Like yonder swallow, I would soar away,—
Above the sea, far from this buzzing mart ;
But how can I? A cruel, little fay
Has fettered with three golden threads my heart.—Ameen Rihani, “Three Golden Threads” (after de Lisle)
Mahjar, derived from hijra, Arabic for “migration,” refers to a movement of poets and writers from Syria and Lebanon to the Americas that began around 1850 and continued into the twentieth century. Most were fleeing from political oppression and religious persecution, as a majority of the emigrants identified as Christian. Though Mahjar writers contributed to every genre of literature, in addition to working as journalists and political activists, their greatest contribution was to poetry.
The Mahjar literary movement is a facet of Arabic Romanticism, a genre that emerged out of the neoclassical poetry that had been predominant in the Arabic-speaking world, particularly in Iraq. Arabic Romantics mirrored the goals and thematic interests of the Western Romantics: a desire for nonconformity; emphases on love and spirituality; and the glorification of the poet as a lone, alienated figure. The Arabic Romantics were deeply influenced, too, by contemporary American poetry, particularly the works of Walt Whitman. While the South American Mahjar movement, particularly that which flourished in Brazil and Argentina, has lasted longer, it was the work of North American Mahjar poets, many of whom often wrote in English, that became better known in the West.
The first major Mahjar literary circle was founded in South America in 1900; however, New York City was home to the most significant Mahjar circle—al-Rābitah al-qalamiyyah, or the Pen League—as well as being the publishing center for North American Arab literature. The Pen League began to convene in 1916, but was not officially founded until April 1920. Its members were organized into three groups: workers (writers who usually lived in New York); sponsors (those who supported the group in various ways, particularly with funding); and correspondents (Mahjar writers living outside of New York). Ameen Rihani and Kahlil Gibran were members of the Pen League, as was the poet Nasib Arida, a founding member of both this literary circle and the New York-based journal in which many Pen League writers published work—al-Funūn.

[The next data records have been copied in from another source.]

//! Request handler definitions
//!
//! Define each route and it handler here.
//! Handlers that are more than a line or two MUST go into a separate module. Keep this module neat and tidy 🙏
//!
//! A note about performance:
//! Since each worker thread processes its requests sequentially, handlers which block the current thread will cause the
//! current worker to stop processing new requests. Password hashing is CPU-bound, so it runs on the blocking thread
//! pool via [`web::block`]. Everything else is expressed as futures.
use actix_web::{get, http::header::AUTHORIZATION, web, HttpResponse, Responder};
use log::*;
use loyalty_engine::{
    db_types::{NewUser, UserAccount},
    AccountApi,
    LedgerStore,
    OrderService,
    SubmitOrderResult,
};

use crate::{
    auth::{hash_password, verify_password, JwtClaims, TokenIssuer},
    data_objects::{Credentials, JsonResponse, WithdrawalRequest},
    errors::{AuthError, ServerError},
};

// Web-actix cannot handle generics in handlers, so it's implemented manually using the `route!` macro
#[macro_export]
macro_rules! route {
    ($name:ident => $method:ident $path:literal impl $($bounds:ty),+) => {
        paste::paste! { pub struct [<$name:camel Route>]< $( [< T $bounds:camel> ],)+ >( $( core::marker::PhantomData<fn() -> [< T $bounds:camel> ] >,)+ );}
        paste::paste! { impl< $( [< T $bounds:camel> ],)+ > [<$name:camel Route>]< $( [< T $bounds:camel> ],)+ > {
            #[allow(clippy::new_without_default)]
            pub fn new() -> Self {
                Self($( core::marker::PhantomData::<fn() -> [< T $bounds:camel> ] >,)+)
            }
        }}
        paste::paste! { impl<$( [< T $bounds:camel >] , )+> actix_web::dev::HttpServiceFactory for [<$name:camel Route>]<$([<T $bounds:camel>],)+>
        where
            $([<T $bounds:camel>]: $bounds + 'static,)+
        {
            fn register(self, config: &mut actix_web::dev::AppService) {
                let res = actix_web::Resource::new($path)
                    .name(stringify!($name))
                    .guard(actix_web::guard::$method())
                    .to($name::< $( [< T $bounds:camel >], )+>);
                actix_web::dev::HttpServiceFactory::register(res, config);
            }
        }}
    };
}

// ----------------------------------------------   Health  ----------------------------------------------------
#[get("/health")]
pub async fn health() -> impl Responder {
    trace!("💻️ Received health check request");
    HttpResponse::Ok().body("👍️\n")
}

//----------------------------------------------   Accounts  ----------------------------------------------------
route!(register => Post "/register" impl LedgerStore);
/// Creates an account and logs the new user straight in.
///
/// The body is `{"login": "...", "password": "..."}`. Empty credentials are a 400, a login that is already taken
/// is a 409.
pub async fn register<S: LedgerStore>(
    body: web::Json<Credentials>,
    api: web::Data<AccountApi<S>>,
    issuer: web::Data<TokenIssuer>,
) -> Result<HttpResponse, ServerError> {
    let Credentials { login, password } = body.into_inner();
    debug!("💻️ Registration request for '{login}'");
    if login.trim().is_empty() || password.is_empty() {
        return Err(ServerError::InvalidRequestBody("Empty credentials".into()));
    }
    let hash = web::block(move || hash_password(&password))
        .await
        .map_err(|e| ServerError::BackendError(e.to_string()))??;
    let account = api.register(NewUser::new(login, hash)).await?;
    session_response(&issuer, &account, "User registered and logged in")
}

route!(login => Post "/login" impl LedgerStore);
/// Checks the credentials and starts a new session. Unknown logins and wrong passwords are both a 401.
pub async fn login<S: LedgerStore>(
    body: web::Json<Credentials>,
    api: web::Data<AccountApi<S>>,
    issuer: web::Data<TokenIssuer>,
) -> Result<HttpResponse, ServerError> {
    let creds = body.into_inner();
    if creds.is_empty() {
        return Err(ServerError::InvalidRequestBody("Empty credentials".into()));
    }
    debug!("💻️ Login request for '{}'", creds.login);
    let account = api.user_by_login(&creds.login).await?.ok_or(AuthError::InvalidCredentials)?;
    let hash = account.password_hash.clone();
    let verified = web::block(move || verify_password(&creds.password, &hash))
        .await
        .map_err(|e| ServerError::BackendError(e.to_string()))?;
    if !verified {
        info!("💻️ Failed login attempt for '{}'", account.login);
        return Err(AuthError::InvalidCredentials.into());
    }
    session_response(&issuer, &account, "Logged in")
}

fn session_response(issuer: &TokenIssuer, account: &UserAccount, message: &str) -> Result<HttpResponse, ServerError> {
    let token = issuer.issue_token(account)?;
    Ok(HttpResponse::Ok()
        .insert_header((AUTHORIZATION, format!("Bearer {token}")))
        .cookie(issuer.session_cookie(token))
        .json(JsonResponse::success(message)))
}

//----------------------------------------------   Orders  ----------------------------------------------------
route!(submit_order => Post "/orders" impl LedgerStore);
/// Uploads an order number for accrual. The body is the bare order number as `text/plain`.
///
/// * 202: the order is new and has been queued for reconciliation.
/// * 200: the caller had already uploaded this order.
/// * 409: somebody else uploaded this order.
/// * 422: the number fails the Luhn check.
pub async fn submit_order<S: LedgerStore>(
    claims: JwtClaims,
    body: String,
    api: web::Data<OrderService<S>>,
) -> Result<HttpResponse, ServerError> {
    let number = body.trim();
    debug!("💻️ POST order '{number}' for user {}", claims.uid);
    match api.submit_order(number, claims.user_id()).await? {
        SubmitOrderResult::Created(order) => Ok(HttpResponse::Accepted().json(order)),
        SubmitOrderResult::AlreadySubmitted(order) => Ok(HttpResponse::Ok().json(order)),
    }
}

route!(my_orders => Get "/orders" impl LedgerStore);
/// The caller's orders, oldest first. 204 if there are none.
pub async fn my_orders<S: LedgerStore>(
    claims: JwtClaims,
    api: web::Data<OrderService<S>>,
) -> Result<HttpResponse, ServerError> {
    debug!("💻️ GET orders for user {}", claims.uid);
    let orders = api.orders_for_user(claims.user_id()).await?;
    if orders.is_empty() {
        return Ok(HttpResponse::NoContent().finish());
    }
    Ok(HttpResponse::Ok().json(orders))
}

//----------------------------------------------   Balance  ----------------------------------------------------
route!(my_balance => Get "/balance" impl LedgerStore);
pub async fn my_balance<S: LedgerStore>(
    claims: JwtClaims,
    api: web::Data<OrderService<S>>,
) -> Result<HttpResponse, ServerError> {
    debug!("💻️ GET balance for user {}", claims.uid);
    let balance = api.balance_for_user(claims.user_id()).await?;
    Ok(HttpResponse::Ok().json(balance))
}

route!(withdraw => Post "/balance/withdraw" impl LedgerStore);
/// Spends points against a new order number. `{"order": "...", "sum": 751}`.
///
/// 402 if the balance is too low, 422 if the order number is malformed or has been used before.
pub async fn withdraw<S: LedgerStore>(
    claims: JwtClaims,
    body: web::Json<WithdrawalRequest>,
    api: web::Data<OrderService<S>>,
) -> Result<HttpResponse, ServerError> {
    let WithdrawalRequest { order, sum } = body.into_inner();
    debug!("💻️ POST withdrawal of {sum} against order '{order}' for user {}", claims.uid);
    let withdrawal = api.withdraw(claims.user_id(), order.trim(), sum).await?;
    Ok(HttpResponse::Ok().json(JsonResponse::success(format!(
        "Withdrew {} points against order {}",
        withdrawal.sum, withdrawal.order_number
    ))))
}

route!(my_withdrawals => Get "/withdrawals" impl LedgerStore);
/// The caller's withdrawals, oldest first. 204 if there are none.
pub async fn my_withdrawals<S: LedgerStore>(
    claims: JwtClaims,
    api: web::Data<OrderService<S>>,
) -> Result<HttpResponse, ServerError> {
    debug!("💻️ GET withdrawals for user {}", claims.uid);
    let withdrawals = api.withdrawals_for_user(claims.user_id()).await?;
    if withdrawals.is_empty() {
        return Ok(HttpResponse::NoContent().finish());
    }
    Ok(HttpResponse::Ok().json(withdrawals))
}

Mahjar writers were often also political activists, including both Gibran and Rihani. This relationship between literature and political activism was maintained by Mahjar writers throughout the twentieth century. Gibran spoke out, for example, about the famine in Mount Lebanon that resulted from Allied blockades of Ottoman ports during the First World War. Rihani debated the question of Palestine after the passage of a mandate to form a British-controlled nation in the region, as approved by the League of Nations after the First World War. He would further expound on the matter in his collection of lectures, documents, and essays published in 1967 as The Fate of Palestine.
The contributions of Arab American women writers, particularly those of Levantine women residing in the Arab diaspora, have been largely neglected. Despite this erasure, Afifa Karam (1883–1924) emerges as a significant, if often overlooked, Mahjar writer. Born in Lebanon but raised in Shreveport, Louisiana, Karam served as editor-in-chief for the Arabic newspaper al-Hōda and founded two Arab women’s journals—the first to be printed in the U.S.—which were circulated globally. Other notable figures include Salma Sa’igh (1889–1953) and Habbuba Haddad (1897–1957). Sa’igh was a writer based in South America and Haddad was a publisher based in Europe. Both women held literary salons in their homes that often included prominent Mahjar authors.